Güvensiz ve Bağımlı Çocuklar Daha mı Bağımlı Oluyor
Eskiden kendilerine güvensiz çocuklar arkadaş grubun katılmak yerine evde oturup televizyon seyrederlerken günümüzde ise ya telefonda ya da sanal âlemde tanımadığı insanlarla oyun oynamaktadır.
Eskiden bağımlı çocuklar kendilerini güvende hissedebilmeleri için anne babalarının yanlarından ayrılmazlarken günümüzün bağımlı çocukları ise bağımlılıklarını telefonla devam ettirmektedirler. İşte anne ve telefonuna bağımlı bir çocuğun SMS’i:
Çocuk: “Okuldan çıktım, durağa gidiyorum, servis bekliyorum, servisteyim, servisten indim, apartmana geldim, kapının önündeyim, kapıyı açın!”
Çocuk: Anne ya kapıyı niye açmıyorsunuz?
Anne: Senin anahtarın yok mu? Hem sen niye sürekli mesaj atıyorsun ki?
Çocuk: Ama anne, sen haber et demiyor musun?

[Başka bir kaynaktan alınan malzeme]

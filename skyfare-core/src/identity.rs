use async_trait::async_trait;
use chrono::{DateTime, Utc};
use serde::{Deserialize, Serialize};
use skyfare_shared::Masked;
use std::collections::HashMap;
use std::fmt;
use std::str::FromStr;

use crate::{CoreError, CoreResult};

#[derive(Debug, Clone, Copy, PartialEq, Eq, Hash, Serialize, Deserialize)]
#[serde(rename_all = "SCREAMING_SNAKE_CASE")]
pub enum Role {
    Customer,
    Admin,
}

impl Role {
    pub fn as_str(&self) -> &'static str {
        match self {
            Role::Customer => "CUSTOMER",
            Role::Admin => "ADMIN",
        }
    }

    /// Path segment used by the role-specific sign-in pages (`/auth/{slug}`).
    pub fn slug(&self) -> &'static str {
        match self {
            Role::Customer => "customer",
            Role::Admin => "admin",
        }
    }

    pub fn from_slug(slug: &str) -> Option<Self> {
        match slug {
            "customer" => Some(Role::Customer),
            "admin" => Some(Role::Admin),
            _ => None,
        }
    }
}

impl fmt::Display for Role {
    fn fmt(&self, f: &mut fmt::Formatter<'_>) -> fmt::Result {
        f.write_str(self.as_str())
    }
}

impl FromStr for Role {
    type Err = CoreError;

    fn from_str(s: &str) -> Result<Self, Self::Err> {
        match s {
            "CUSTOMER" => Ok(Role::Customer),
            "ADMIN" => Ok(Role::Admin),
            other => Err(CoreError::IdentityError(format!("unknown role '{}'", other))),
        }
    }
}

/// The authenticated user record carried by a session.
#[derive(Debug, Clone, PartialEq, Eq, Serialize, Deserialize)]
pub struct Identity {
    pub id: String,
    pub email: Option<Masked<String>>,
    pub role: Role,
    /// When the credential behind this identity stops being valid. `None`
    /// for identities that never expire.
    #[serde(default, skip_serializing_if = "Option::is_none")]
    pub expires_at: Option<DateTime<Utc>>,
}

impl Identity {
    pub fn new(id: impl Into<String>, role: Role) -> Self {
        Self {
            id: id.into(),
            email: None,
            role,
            expires_at: None,
        }
    }

    pub fn with_email(mut self, email: impl Into<String>) -> Self {
        self.email = Some(Masked::new(email.into()));
        self
    }

    pub fn with_expiry(mut self, at: DateTime<Utc>) -> Self {
        self.expires_at = Some(at);
        self
    }

    pub fn is_expired_at(&self, now: DateTime<Utc>) -> bool {
        self.expires_at.is_some_and(|at| at <= now)
    }

    pub fn is_admin(&self) -> bool {
        self.role == Role::Admin
    }
}

/// Turns an opaque session token into an identity.
///
/// `Ok(None)` means the token is well-formed input but does not authenticate
/// anyone (expired, revoked, bad signature). Errors are reserved for the
/// resolver itself failing.
#[async_trait]
pub trait IdentityResolver: Send + Sync {
    async fn resolve(&self, token: &str) -> CoreResult<Option<Identity>>;
}

/// Fixed token table, used by tests and local demos.
#[derive(Debug, Default, Clone)]
pub struct StaticIdentityResolver {
    identities: HashMap<String, Identity>,
}

impl StaticIdentityResolver {
    pub fn new() -> Self {
        Self::default()
    }

    pub fn with_token(mut self, token: impl Into<String>, identity: Identity) -> Self {
        self.identities.insert(token.into(), identity);
        self
    }
}

#[async_trait]
impl IdentityResolver for StaticIdentityResolver {
    async fn resolve(&self, token: &str) -> CoreResult<Option<Identity>> {
        let identity = self.identities.get(token).cloned();
        tracing::debug!(found = identity.is_some(), "Resolved static session token");
        Ok(identity)
    }
}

Telefon Bağımlısı Okul Çocukları
Hatırlanacağı üzere yeni neslin bebeklikleri oyuncak telefonlarla geçtiği gibi çocuklukları da anne babalarının cep telefonlarında oyun oynayarak geçti. Bebeklik ve çocukluğunu cep telefonlarıyla geçiren bir çocuk, gençlik çağında da cep telefonu bağımlısı olacaktır. Düne kadar lise çocuklarının okula telefon getirmesi yasakken bugün ilkokul çocuklarının dahi cep telefonlarıyla okula gelebilmektedirler.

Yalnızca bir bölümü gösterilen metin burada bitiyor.